According to the PNC survey, nearly 42% Americans with $1 million or more in invest able assets, including one quarter of those over age 65, said paying for their family’s health care is a top financial concern.

“Death has always been the great equalizer, but that adage can now be updated. Spiralling health care costs are equally indiscriminate. Regardless of income or assets, these costs can devastate anyone,” said Thomas Melcher, managing director of PNC’s wealth management. “That risk places affordable health care as the top financial concern for many families-even our nations wealthiest.”

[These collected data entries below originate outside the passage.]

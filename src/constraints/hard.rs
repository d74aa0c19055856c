//! Hard constraints.
//!
//! Any violation makes a candidate inadmissible; the solver never
//! chooses it and no cost can buy it back. Checks run in a fixed
//! order, so the reported violation is deterministic.

use std::fmt;

use crate::models::{Assignment, Member, RequestKind, ShiftSlot};
use crate::snapshot::Snapshot;

/// A hard-constraint violation.
#[derive(Debug, Clone, Copy, PartialEq, Eq)]
pub enum HardViolation {
    /// Candidate references a member or slot absent from the snapshot.
    DanglingReference,
    /// Member lacks the slot's required role.
    RoleMismatch,
    /// The member's availability does not cover the slot window.
    Unavailable,
    /// A mandatory-off request covers the slot.
    MandatoryOff,
    /// The slot already holds its required headcount.
    SlotSaturated,
    /// The window overlaps one of the member's assignments.
    OverlapsAssignment,
    /// The gap to an adjacent assignment is below the member's
    /// minimum rest.
    InsufficientRest,
    /// Projected load exceeds the member's cap without an overtime
    /// flag.
    LoadExceeded,
    /// Taking this candidate would leave fewer open seats than unmet
    /// tag-quota minima.
    QuotaUnsatisfiable,
}

impl fmt::Display for HardViolation {
    fn fmt(&self, f: &mut fmt::Formatter<'_>) -> fmt::Result {
        let reason = match self {
            Self::DanglingReference => "dangling reference",
            Self::RoleMismatch => "role mismatch",
            Self::Unavailable => "member unavailable",
            Self::MandatoryOff => "mandatory off",
            Self::SlotSaturated => "slot saturated",
            Self::OverlapsAssignment => "overlapping assignment",
            Self::InsufficientRest => "insufficient rest",
            Self::LoadExceeded => "load cap exceeded",
            Self::QuotaUnsatisfiable => "tag quota unsatisfiable",
        };
        f.write_str(reason)
    }
}

/// Checks a candidate against all hard constraints.
///
/// Returns the first violation in check order, or `None` when the
/// candidate is admissible. Pure over its inputs.
pub fn check_hard(
    candidate: &Assignment,
    partial: &[Assignment],
    snapshot: &Snapshot,
) -> Option<HardViolation> {
    let (Some(member), Some(slot)) = (
        snapshot.member(&candidate.member_id),
        snapshot.slot(&candidate.slot_id),
    ) else {
        return Some(HardViolation::DanglingReference);
    };

    if slot.requires_role() && !member.has_role(&slot.required_role) {
        return Some(HardViolation::RoleMismatch);
    }

    if let Some(availability) = snapshot.availability(&member.id) {
        if !availability.is_available_during(&slot.window) {
            return Some(HardViolation::Unavailable);
        }
    }

    if snapshot
        .requests_for(&member.id)
        .iter()
        .any(|r| r.kind == RequestKind::MandatoryOff && r.applies_to(slot))
    {
        return Some(HardViolation::MandatoryOff);
    }

    let slot_count = partial.iter().filter(|a| a.slot_id == slot.id).count();
    if slot_count as i32 >= slot.headcount {
        return Some(HardViolation::SlotSaturated);
    }

    let mut load_ms: i64 = 0;
    for existing in partial.iter().filter(|a| a.member_id == member.id) {
        if existing.window.overlaps(&slot.window) {
            return Some(HardViolation::OverlapsAssignment);
        }
        if let Some(gap) = existing.window.gap_to(&slot.window) {
            if gap < member.min_rest_ms {
                return Some(HardViolation::InsufficientRest);
            }
        }
        load_ms += existing.duration_ms();
    }

    if let Some(cap) = snapshot.effective_max_load_ms(&member.id) {
        if load_ms + slot.duration_ms() > cap && !member.overtime_allowed {
            return Some(HardViolation::LoadExceeded);
        }
    }

    if quota_unsatisfiable(member, slot, partial, snapshot) {
        return Some(HardViolation::QuotaUnsatisfiable);
    }

    None
}

/// Tag-quota propagation: after taking the candidate, the remaining
/// open seats must still be able to cover every unmet quota minimum.
///
/// A single member may satisfy several quotas at once, so the bound is
/// the largest single unmet count, never the sum — the check rejects
/// only candidates that provably make a quota impossible.
fn quota_unsatisfiable(
    member: &Member,
    slot: &ShiftSlot,
    partial: &[Assignment],
    snapshot: &Snapshot,
) -> bool {
    if slot.tag_quotas.is_empty() {
        return false;
    }

    let mut assigned: Vec<&Member> = partial
        .iter()
        .filter(|a| a.slot_id == slot.id)
        .filter_map(|a| snapshot.member(&a.member_id))
        .collect();
    assigned.push(member);

    let open_seats = slot.headcount - assigned.len() as i32;
    let max_unmet = slot
        .tag_quotas
        .iter()
        .map(|q| q.min_count - assigned.iter().filter(|m| m.has_role(&q.tag)).count() as i32)
        .max()
        .unwrap_or(0);

    max_unmet > open_seats.max(0)
}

The findings released by PNC are part of a series of reports resulting from a nationwide survey of nearly 1,500 wealthy US adults, which found that Four in 10 respondents perceive the potential insolvency of the Medicare system as a threat or huge threat to their family’s wealth. About half of those between the ages of 45-64 think its demise would be a threat or huge threat to their family’s wealth.

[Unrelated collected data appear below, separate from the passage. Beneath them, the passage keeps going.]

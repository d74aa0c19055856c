//! Input validation for generation requests.
//!
//! Checks structural integrity of the snapshot before a run starts.
//! Detects:
//! - Inverted or empty time intervals
//! - Slot headcount or tag quota below 1
//! - Duplicate IDs
//! - References to unknown members or slots
//! - Invalid weights
//! - Slots outside the roster period
//!
//! A non-empty error list means the run is rejected; the solver never
//! sees a malformed snapshot.

use std::collections::HashSet;

use crate::models::{RequestTarget, TimeWindow};
use crate::snapshot::GenerationRequest;

/// Validation result.
pub type ValidationResult = Result<(), Vec<ValidationError>>;

/// A validation error.
#[derive(Debug, Clone, PartialEq)]
pub struct ValidationError {
    /// Error category.
    pub kind: ValidationErrorKind,
    /// Human-readable description.
    pub message: String,
}

/// Categories of validation errors.
#[derive(Debug, Clone, PartialEq, Eq)]
pub enum ValidationErrorKind {
    /// An interval's end does not follow its start.
    InvalidInterval,
    /// A slot's required headcount is below 1.
    InvalidHeadcount,
    /// A tag quota's minimum count is below 1.
    InvalidQuota,
    /// Two entities share the same ID.
    DuplicateId,
    /// A record references a member that doesn't exist.
    UnknownMember,
    /// A request references a slot that doesn't exist.
    UnknownSlot,
    /// A weight is negative or not finite.
    InvalidWeight,
    /// A slot's window falls outside the roster period.
    OutsidePeriod,
    /// A member has more than one availability record.
    DuplicateAvailability,
}

impl ValidationError {
    pub(crate) fn new(kind: ValidationErrorKind, message: impl Into<String>) -> Self {
        Self {
            kind,
            message: message.into(),
        }
    }
}

fn check_interval(errors: &mut Vec<ValidationError>, window: &TimeWindow, what: &str) {
    if window.end_ms <= window.start_ms {
        errors.push(ValidationError::new(
            ValidationErrorKind::InvalidInterval,
            format!("{what} has end {} <= start {}", window.end_ms, window.start_ms),
        ));
    }
}

/// Validates a generation request.
///
/// Collects **all** detected problems rather than stopping at the
/// first, so the caller can report them together.
pub fn validate_request(request: &GenerationRequest) -> ValidationResult {
    let mut errors = Vec::new();

    check_interval(&mut errors, &request.period, "roster period");

    // Member IDs and weights
    let mut member_ids = HashSet::new();
    for m in &request.members {
        if !member_ids.insert(m.id.as_str()) {
            errors.push(ValidationError::new(
                ValidationErrorKind::DuplicateId,
                format!("duplicate member ID: {}", m.id),
            ));
        }
        if !m.weight.is_finite() || m.weight < 0.0 {
            errors.push(ValidationError::new(
                ValidationErrorKind::InvalidWeight,
                format!("member '{}' has invalid weight {}", m.id, m.weight),
            ));
        }
    }

    // Slot IDs, intervals, headcounts, quotas, period containment
    let mut slot_ids = HashSet::new();
    for s in &request.slots {
        if !slot_ids.insert(s.id.as_str()) {
            errors.push(ValidationError::new(
                ValidationErrorKind::DuplicateId,
                format!("duplicate slot ID: {}", s.id),
            ));
        }
        check_interval(&mut errors, &s.window, &format!("slot '{}'", s.id));
        if s.headcount < 1 {
            errors.push(ValidationError::new(
                ValidationErrorKind::InvalidHeadcount,
                format!("slot '{}' has headcount {}", s.id, s.headcount),
            ));
        }
        for q in &s.tag_quotas {
            if q.min_count < 1 {
                errors.push(ValidationError::new(
                    ValidationErrorKind::InvalidQuota,
                    format!("slot '{}' quota on '{}' has min_count {}", s.id, q.tag, q.min_count),
                ));
            }
        }
        if s.window.end_ms > s.window.start_ms && !request.period.covers(&s.window) {
            errors.push(ValidationError::new(
                ValidationErrorKind::OutsidePeriod,
                format!("slot '{}' falls outside the roster period", s.id),
            ));
        }
    }

    // Availability: member references, intervals, one record per member
    let mut availability_members = HashSet::new();
    for a in &request.availabilities {
        if !member_ids.contains(a.member_id.as_str()) {
            errors.push(ValidationError::new(
                ValidationErrorKind::UnknownMember,
                format!("availability references unknown member '{}'", a.member_id),
            ));
        }
        if !availability_members.insert(a.member_id.as_str()) {
            errors.push(ValidationError::new(
                ValidationErrorKind::DuplicateAvailability,
                format!("member '{}' has more than one availability record", a.member_id),
            ));
        }
        for w in a.available.iter().chain(a.unavailable.iter()) {
            check_interval(
                &mut errors,
                w,
                &format!("availability window of member '{}'", a.member_id),
            );
        }
    }

    // Requests: member/slot references, intervals, weights
    for r in &request.requests {
        if !member_ids.contains(r.member_id.as_str()) {
            errors.push(ValidationError::new(
                ValidationErrorKind::UnknownMember,
                format!("request references unknown member '{}'", r.member_id),
            ));
        }
        match &r.target {
            RequestTarget::Slot(slot_id) => {
                if !slot_ids.contains(slot_id.as_str()) {
                    errors.push(ValidationError::new(
                        ValidationErrorKind::UnknownSlot,
                        format!("request references unknown slot '{slot_id}'"),
                    ));
                }
            }
            RequestTarget::Window(w) => {
                check_interval(
                    &mut errors,
                    w,
                    &format!("request window of member '{}'", r.member_id),
                );
            }
        }
        if !r.weight.is_finite() || r.weight < 0.0 {
            errors.push(ValidationError::new(
                ValidationErrorKind::InvalidWeight,
                format!("request of member '{}' has invalid weight {}", r.member_id, r.weight),
            ));
        }
    }

    if errors.is_empty() {
        Ok(())
    } else {
        Err(errors)
    }
}

#[cfg(test)]
mod tests {
    use super::*;
    use crate::models::{Availability, Member, ShiftRequest, ShiftSlot};

    fn valid_request() -> GenerationRequest {
        GenerationRequest::new(0, 100_000)
            .with_member(Member::new("m1").with_role("cashier"))
            .with_member(Member::new("m2"))
            .with_availability(Availability::new("m1").with_available(0, 100_000))
            .with_slot(ShiftSlot::new("s1", 0, 10_000).with_role("cashier"))
            .with_request(ShiftRequest::prefer_slot("m1", "s1"))
    }

    fn kinds(request: &GenerationRequest) -> Vec<ValidationErrorKind> {
        validate_request(request)
            .unwrap_err()
            .into_iter()
            .map(|e| e.kind)
            .collect()
    }

    #[test]
    fn test_valid_request() {
        assert!(validate_request(&valid_request()).is_ok());
    }

    #[test]
    fn test_inverted_period() {
        let request = GenerationRequest::new(100, 0);
        assert!(kinds(&request).contains(&ValidationErrorKind::InvalidInterval));
    }

    #[test]
    fn test_duplicate_member_id() {
        let request = valid_request().with_member(Member::new("m1"));
        assert!(kinds(&request).contains(&ValidationErrorKind::DuplicateId));
    }

    #[test]
    fn test_duplicate_slot_id() {
        let request = valid_request().with_slot(ShiftSlot::new("s1", 0, 5_000));
        assert!(kinds(&request).contains(&ValidationErrorKind::DuplicateId));
    }

    #[test]
    fn test_inverted_slot_window() {
        let request = valid_request().with_slot(ShiftSlot::new("s2", 5_000, 5_000));
        assert!(kinds(&request).contains(&ValidationErrorKind::InvalidInterval));
    }

    #[test]
    fn test_headcount_below_one() {
        let request = valid_request().with_slot(ShiftSlot::new("s2", 0, 5_000).with_headcount(0));
        assert!(kinds(&request).contains(&ValidationErrorKind::InvalidHeadcount));
    }

    #[test]
    fn test_quota_below_one() {
        let request =
            valid_request().with_slot(ShiftSlot::new("s2", 0, 5_000).with_tag_quota("committee", 0));
        assert!(kinds(&request).contains(&ValidationErrorKind::InvalidQuota));
    }

    #[test]
    fn test_unknown_member_in_availability() {
        let request = valid_request().with_availability(Availability::new("ghost"));
        assert!(kinds(&request).contains(&ValidationErrorKind::UnknownMember));
    }

    #[test]
    fn test_duplicate_availability() {
        let request = valid_request().with_availability(Availability::new("m1"));
        assert!(kinds(&request).contains(&ValidationErrorKind::DuplicateAvailability));
    }

    #[test]
    fn test_unknown_member_in_request() {
        let request = valid_request().with_request(ShiftRequest::prefer_slot("ghost", "s1"));
        assert!(kinds(&request).contains(&ValidationErrorKind::UnknownMember));
    }

    #[test]
    fn test_unknown_slot_in_request() {
        let request = valid_request().with_request(ShiftRequest::prefer_slot("m1", "nope"));
        assert!(kinds(&request).contains(&ValidationErrorKind::UnknownSlot));
    }

    #[test]
    fn test_negative_request_weight() {
        let request =
            valid_request().with_request(ShiftRequest::avoid_slot("m1", "s1").with_weight(-1.0));
        assert!(kinds(&request).contains(&ValidationErrorKind::InvalidWeight));
    }

    #[test]
    fn test_slot_outside_period() {
        let request = valid_request().with_slot(ShiftSlot::new("s2", 90_000, 110_000));
        assert!(kinds(&request).contains(&ValidationErrorKind::OutsidePeriod));
    }

    #[test]
    fn test_multiple_errors_collected() {
        let request = GenerationRequest::new(0, 100_000)
            .with_member(Member::new("m1"))
            .with_member(Member::new("m1"))
            .with_slot(ShiftSlot::new("s1", 10, 5).with_headcount(0));

        let errors = validate_request(&request).unwrap_err();
        assert!(errors.len() >= 3);
    }
}
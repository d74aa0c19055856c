//! Shift-scheduling domain models.
//!
//! Provides the core data types for representing a generation run:
//! who can work (`Member`, `Availability`), what must be filled
//! (`ShiftSlot`), what people asked for (`ShiftRequest`), and what the
//! engine produced (`Schedule`, `Assignment`).
//!
//! All entities are constructed from the input snapshot at the start of
//! a run and are immutable during solving; the solver only produces new
//! `Assignment` records.

mod availability;
mod member;
mod request;
mod schedule;
mod slot;

pub use availability::{Availability, TimeWindow};
pub use member::Member;
pub use request::{RequestKind, RequestTarget, ShiftRequest};
pub use schedule::{Assignment, FillStatus, Schedule, SlotFill};
pub use slot::{ShiftSlot, TagQuota};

Long-term health care and medical treatment costs also posed a risk for almost 36%, with one-quarter of younger Americans, ages 18-44, with children under 18 expressing fear that their children would eventually have to pay for their long-term health care costs. Close to one-quarter of those with living parents worried about their parents’ lack of long-term care insurance.

PNC’s survey also found that asset protection preparations lag even in wealthy households, as more than two-thirds (69%) of respondents do not have a comprehensive financial plan. Three out of four have completed a will, but four in 10 have no health care proxy, which specifies medical treatment if one is incapacitated.

Seven out of 10 (69%) have not purchased long-term care insurance for themselves or a spouse. Among those who have not purchased long-term care insurance, thirty-six percent felt it was unwise to spend money on a premium they may never use, 22% said it was cost-prohibitive and 21% said they never thought about it.

“The cost of health care is rising much faster than inflation, and the effect on family assets should be factored prominently into retirement planning and wealth preservation activities for all Americans,” Melcher said. “Without proper financial planning, many people end up leaving a bankrupt legacy to the next generation.”